Another report mentions a similar fake support number attached to Southwest Airlines. The number that appears in the Google AI Overview doesn’t appear on the Southwest Airlines website, and apparently handled by tricksters trying to charge hundreds of dollars for fixing a misspelled name on tickets.
Why is it risky to seek helpline numbers with AI?
On Reddit, I came across a report detailing the account of an individual who was also on the verge of getting scammed after looking up the number of a food delivery service’s customer support contact on Google Search. The scam has already tricked many, and a 65-year-old man recently lost over three thousand dollars after looking up “Swiggy call centre” on Google Search.

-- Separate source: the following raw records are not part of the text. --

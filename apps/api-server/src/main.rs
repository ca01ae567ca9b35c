//! # Folio API Server
//!
//! Actix-web HTTP server for the blog: public post feed, admin
//! authentication, and post management over JSON files.

use actix_web::{App, HttpServer, web};
use anyhow::Context;
use tracing_actix_web::TracingLogger;

mod config;
mod handlers;
mod middleware;
mod state;
mod telemetry;

use config::AppConfig;
use state::AppState;
use telemetry::TelemetryConfig;

#[actix_web::main]
async fn main() -> anyhow::Result<()> {
    // Load .env file if present
    dotenvy::dotenv().ok();

    telemetry::init_telemetry(&TelemetryConfig::from_env());

    let config = AppConfig::from_env();

    let state = AppState::new(&config)
        .await
        .context("failed to initialize application state")?;

    if let Some(admin) = &config.bootstrap_admin {
        state
            .bootstrap_admin(admin)
            .await
            .context("failed to bootstrap admin account")?;
    }

    tracing::info!(
        host = %config.host,
        port = config.port,
        "Starting Folio API server"
    );

    HttpServer::new(move || {
        App::new()
            .wrap(TracingLogger::default())
            .app_data(web::Data::new(state.clone()))
            .configure(handlers::configure_routes)
    })
    .bind((config.host.as_str(), config.port))
    .with_context(|| format!("cannot bind {}:{}", config.host, config.port))?
    .run()
    .await?;

    Ok(())
}
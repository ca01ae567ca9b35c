//! Data Transfer Objects - request/response bodies of the HTTP API.
//!
//! Field names are camelCase on the wire.

use std::collections::BTreeMap;

use serde::{Deserialize, Serialize};

/// Request to log in as an admin.
#[derive(Debug, Clone, Serialize, Deserialize)]
#[serde(rename_all = "camelCase")]
pub struct LoginRequest {
    pub email: String,
    pub password: String,
    /// Issue a long-lived token instead of a session one.
    #[serde(default)]
    pub remember_me: bool,
}

/// Request to create an admin account.
#[derive(Debug, Clone, Serialize, Deserialize)]
#[serde(rename_all = "camelCase")]
pub struct RegisterAdminRequest {
    pub email: String,
    pub password: String,
    #[serde(default)]
    pub nickname: Option<String>,
}

/// Successful login. The same token is also set as an HttpOnly cookie.
#[derive(Debug, Clone, Serialize, Deserialize)]
#[serde(rename_all = "camelCase")]
pub struct LoginResponse {
    pub success: bool,
    pub message: String,
    pub access_token: String,
    pub token_type: String,
    pub expires_in: u64,
}

/// Identity behind a verified token.
#[derive(Debug, Clone, Serialize, Deserialize)]
pub struct SessionUser {
    pub email: String,
    pub role: String,
}

/// Response of the session check endpoint.
#[derive(Debug, Clone, Serialize, Deserialize)]
pub struct SessionResponse {
    pub authenticated: bool,
    pub user: SessionUser,
}

/// Plain acknowledgement.
#[derive(Debug, Clone, Serialize, Deserialize)]
pub struct MessageResponse {
    pub success: bool,
    pub message: String,
}

impl MessageResponse {
    pub fn ok(message: impl Into<String>) -> Self {
        Self {
            success: true,
            message: message.into(),
        }
    }
}

/// Author as sent by clients. Missing fields get server defaults.
#[derive(Debug, Clone, Default, Serialize, Deserialize)]
pub struct AuthorInput {
    #[serde(default)]
    pub name: String,
    #[serde(default)]
    pub avatar: Option<String>,
    #[serde(default)]
    pub bio: Option<String>,
}

/// Request to create a post. The slug is derived from the title.
#[derive(Debug, Clone, Serialize, Deserialize)]
#[serde(rename_all = "camelCase")]
pub struct CreatePostRequest {
    #[serde(default)]
    pub title: String,
    #[serde(default)]
    pub description: String,
    #[serde(default)]
    pub content: String,
    #[serde(default)]
    pub tags: Vec<String>,
    #[serde(default)]
    pub cover_image: Option<String>,
    #[serde(default)]
    pub author: Option<AuthorInput>,
}

/// Partial post update. Absent fields are left alone; unknown fields
/// such as `slug` or `views` are ignored.
#[derive(Debug, Clone, Default, Serialize, Deserialize)]
#[serde(rename_all = "camelCase")]
pub struct UpdatePostRequest {
    #[serde(default)]
    pub title: Option<String>,
    #[serde(default)]
    pub description: Option<String>,
    #[serde(default)]
    pub content: Option<String>,
    #[serde(default)]
    pub tags: Option<Vec<String>>,
    #[serde(default)]
    pub cover_image: Option<String>,
    #[serde(default)]
    pub author: Option<AuthorInput>,
}

/// Partial profile update. The email comes from the token, never the body.
#[derive(Debug, Clone, Default, Serialize, Deserialize)]
#[serde(rename_all = "camelCase")]
pub struct UpdateProfileRequest {
    #[serde(default)]
    pub nickname: Option<String>,
    #[serde(default)]
    pub avatar: Option<String>,
    #[serde(default)]
    pub bio: Option<String>,
    #[serde(default)]
    pub social_links: Option<BTreeMap<String, String>>,
}
//! # Folio Shared
//!
//! Wire types shared between the API server and its clients.

pub mod dto;
pub mod response;

pub use response::ErrorResponse;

To test whether the issues persist, I looked up “swiggy customer care number” and switched to the new Google AI Mode. This is where the confusion begins. Swiggy’s website clearly mentions that they do “not have any official customer care phone lines. Beware of fake numbers.” Google’s AI mode says Swiggy “primarily” refers users to solve the issue within the apps. Underneath, it adds that “some sources mention these numbers as Swiggy Customer Service contact options.”

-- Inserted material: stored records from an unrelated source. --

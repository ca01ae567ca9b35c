//! Application state - shared across all handlers.

use std::sync::Arc;

use anyhow::Context;
use folio_core::ports::{AdminRepository, PasswordService, PostRepository, TokenService};
use folio_infra::{
    Argon2PasswordService, JsonAdminRepository, JsonPostRepository, JwtTokenService, mask_email,
};

use crate::config::{AppConfig, BootstrapAdmin};

/// Shared application state.
#[derive(Clone)]
pub struct AppState {
    pub posts: Arc<dyn PostRepository>,
    pub admins: Arc<dyn AdminRepository>,
    pub tokens: Arc<dyn TokenService>,
    pub passwords: Arc<dyn PasswordService>,
    pub cookie_secure: bool,
}

impl AppState {
    /// Build the application state, creating empty data files if needed.
    pub async fn new(config: &AppConfig) -> anyhow::Result<Self> {
        let posts = JsonPostRepository::new(config.posts_path());
        posts
            .init()
            .await
            .with_context(|| format!("cannot initialize {}", config.posts_path().display()))?;

        let admins = JsonAdminRepository::new(config.admins_path());
        admins
            .init()
            .await
            .with_context(|| format!("cannot initialize {}", config.admins_path().display()))?;

        tracing::info!(data_dir = %config.data_dir.display(), "Application state initialized");

        Ok(Self {
            posts: Arc::new(posts),
            admins: Arc::new(admins),
            tokens: Arc::new(JwtTokenService::new(config.jwt.clone())),
            passwords: Arc::new(Argon2PasswordService::new()),
            cookie_secure: config.cookie_secure,
        })
    }

    /// Give the configured admin a password unless it already has one.
    pub async fn bootstrap_admin(&self, admin: &BootstrapAdmin) -> anyhow::Result<()> {
        let email = admin.email.trim().to_lowercase();
        let existing = self.admins.find_by_email(&email).await?;
        if existing.is_some_and(|a| a.has_credentials()) {
            tracing::debug!(admin_email = %mask_email(&email), "Bootstrap admin already exists");
            return Ok(());
        }

        let hash = self.passwords.hash(&admin.password)?;
        self.admins.create_account(&email, hash).await?;
        tracing::info!(admin_email = %mask_email(&email), "Bootstrap admin account created");
        Ok(())
    }
}
//! JSON-file admin repository.

use std::path::PathBuf;

use async_trait::async_trait;
use serde::{Deserialize, Serialize};

use folio_core::domain::{AdminAccount, AdminProfile, ProfilePatch, Role};
use folio_core::error::RepoError;
use folio_core::ports::AdminRepository;

use super::document::{JsonDocument, Outcome};

/// On-disk shape: `{ "admins": [...] }`.
#[derive(Debug, Default, Serialize, Deserialize)]
pub struct AdminsDocument {
    #[serde(default)]
    pub admins: Vec<AdminAccount>,
}

/// Mask an email for logging, keeping the first character and the domain.
pub fn mask_email(email: &str) -> String {
    match email.split_once('@') {
        Some((local, domain)) => match local.chars().next() {
            Some(first) if local.chars().count() > 1 => format!("{first}***@{domain}"),
            _ => format!("***@{domain}"),
        },
        None => "***".to_string(),
    }
}

/// Admin repository backed by one JSON document.
pub struct JsonAdminRepository {
    doc: JsonDocument<AdminsDocument>,
}

impl JsonAdminRepository {
    pub fn new(path: impl Into<PathBuf>) -> Self {
        Self {
            doc: JsonDocument::new(path),
        }
    }

    /// Create the data file if it does not exist yet.
    pub async fn init(&self) -> Result<(), RepoError> {
        self.doc.init().await
    }
}

#[async_trait]
impl AdminRepository for JsonAdminRepository {
    async fn find_by_email(&self, email: &str) -> Result<Option<AdminAccount>, RepoError> {
        tracing::debug!(admin_email = %mask_email(email), "Finding admin by email");

        let doc = self.doc.read().await?;
        Ok(doc.admins.into_iter().find(|a| a.email() == email))
    }

    async fn has_credentials(&self) -> Result<bool, RepoError> {
        let doc = self.doc.read().await?;
        Ok(doc.admins.iter().any(AdminAccount::has_credentials))
    }

    async fn create_account(
        &self,
        email: &str,
        password_hash: String,
    ) -> Result<AdminAccount, RepoError> {
        let account = self
            .doc
            .mutate(|doc| match doc.admins.iter().position(|a| a.email() == email) {
                Some(index) if doc.admins[index].has_credentials() => Err(RepoError::Constraint(
                    "an admin account with this email already exists".to_string(),
                )),
                Some(index) => {
                    let existing = &mut doc.admins[index];
                    existing.password_hash = Some(password_hash);
                    existing.role = Role::Admin;
                    Ok(Outcome::Write(existing.clone()))
                }
                None => {
                    let account = AdminAccount::new(email, password_hash);
                    doc.admins.push(account.clone());
                    Ok(Outcome::Write(account))
                }
            })
            .await?;

        tracing::info!(admin_email = %mask_email(email), "Admin account created");
        Ok(account)
    }

    async fn upsert_profile(
        &self,
        email: &str,
        patch: ProfilePatch,
    ) -> Result<AdminProfile, RepoError> {
        self.doc
            .mutate(|doc| {
                let index = match doc.admins.iter().position(|a| a.email() == email) {
                    Some(index) => index,
                    None => {
                        tracing::info!(admin_email = %mask_email(email), "Creating admin profile");
                        doc.admins.push(AdminAccount {
                            profile: AdminProfile::default_for(email),
                            role: Role::Admin,
                            password_hash: None,
                        });
                        doc.admins.len() - 1
                    }
                };

                let profile = &mut doc.admins[index].profile;
                profile.apply(patch);
                Ok(Outcome::Write(profile.clone()))
            })
            .await
    }
}

#[cfg(test)]
mod tests {
    use super::*;
    use std::collections::BTreeMap;
    use tempfile::TempDir;

    fn repo(dir: &TempDir) -> JsonAdminRepository {
        JsonAdminRepository::new(dir.path().join("admins.json"))
    }

    #[test]
    fn test_mask_email() {
        assert_eq!(mask_email("alice@example.com"), "a***@example.com");
        assert_eq!(mask_email("a@example.com"), "***@example.com");
        assert_eq!(mask_email("not-an-email"), "***");
    }

    #[tokio::test]
    async fn test_create_account_and_find() {
        let dir = TempDir::new().unwrap();
        let repo = repo(&dir);
        assert!(!repo.has_credentials().await.unwrap());

        repo.create_account("me@example.com", "hash".into())
            .await
            .unwrap();

        let account = repo.find_by_email("me@example.com").await.unwrap().unwrap();
        assert_eq!(account.password_hash.as_deref(), Some("hash"));
        assert_eq!(account.profile.nickname, "Admin");
        assert!(repo.has_credentials().await.unwrap());
        assert!(repo.find_by_email("other@example.com").await.unwrap().is_none());
    }

    #[tokio::test]
    async fn test_create_account_twice_conflicts() {
        let dir = TempDir::new().unwrap();
        let repo = repo(&dir);
        repo.create_account("me@example.com", "hash".into())
            .await
            .unwrap();

        let err = repo
            .create_account("me@example.com", "other".into())
            .await
            .unwrap_err();
        assert!(matches!(err, RepoError::Constraint(_)));
    }

    #[tokio::test]
    async fn test_profile_created_lazily_then_merged() {
        let dir = TempDir::new().unwrap();
        let repo = repo(&dir);

        let profile = repo
            .upsert_profile(
                "me@example.com",
                ProfilePatch {
                    nickname: Some("Ada".into()),
                    ..Default::default()
                },
            )
            .await
            .unwrap();
        assert_eq!(profile.nickname, "Ada");
        assert_eq!(profile.email, "me@example.com");

        let profile = repo
            .upsert_profile(
                "me@example.com",
                ProfilePatch {
                    bio: Some("Writes Rust".into()),
                    social_links: Some(BTreeMap::from([(
                        "github".to_string(),
                        "https://github.com/ada".to_string(),
                    )])),
                    ..Default::default()
                },
            )
            .await
            .unwrap();
        assert_eq!(profile.nickname, "Ada");
        assert_eq!(profile.bio.as_deref(), Some("Writes Rust"));
        assert_eq!(profile.social_links.len(), 1);

        let raw: serde_json::Value = serde_json::from_str(
            &std::fs::read_to_string(dir.path().join("admins.json")).unwrap(),
        )
        .unwrap();
        assert_eq!(raw["admins"].as_array().unwrap().len(), 1);
    }

    #[tokio::test]
    async fn test_credentials_attach_to_existing_profile() {
        let dir = TempDir::new().unwrap();
        let repo = repo(&dir);
        repo.upsert_profile(
            "me@example.com",
            ProfilePatch {
                nickname: Some("Ada".into()),
                ..Default::default()
            },
        )
        .await
        .unwrap();

        let account = repo
            .create_account("me@example.com", "hash".into())
            .await
            .unwrap();
        assert_eq!(account.profile.nickname, "Ada");
        assert!(account.has_credentials());
    }
}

This is again confusing and misleading in its own right. One of the numbers is only for partner onboarding, and not for “customer care,” which was the original search query. Moreover, the two other numbers don’t appear on an official Swiggy directory. Furthermore, one of those numbers even appears in a report lodged by a misled customer on the non-profit ConsumerComplaintsCourt website.
How to proceed safely?
This is not a unique problem. For a while now, Google Search results have been flooded by fake numbers in the guise of customer support helplines, waiting to scam an unsuspecting user. But with the advent of AI tools in Search, such as AI Overviews and Google AI Mode, the risks have multiplied.

“Scammers have discovered that they can flood user-generated content sites and forums with fake phone numbers for major businesses, then trick callers into sharing their credit card information,” Lily Ray, Vice President of SEO Strategy & Research at Amsive, wrote on LinkedIn.
Experts at Odin and ITBrew also highlighted how hackers can write a “command that Gemini must include the message and its phony tech-support contact number in its summary response.” Google, it seems, is aware of the problem.
Google told The Washington Post that it continues to remove unreliable entries from AI Overviews. In the meantime, as an average internet user, the best advice that I can give you is that for all customer support helpline numbers and email addresses, visit the official website of the companies and look up the required contact details.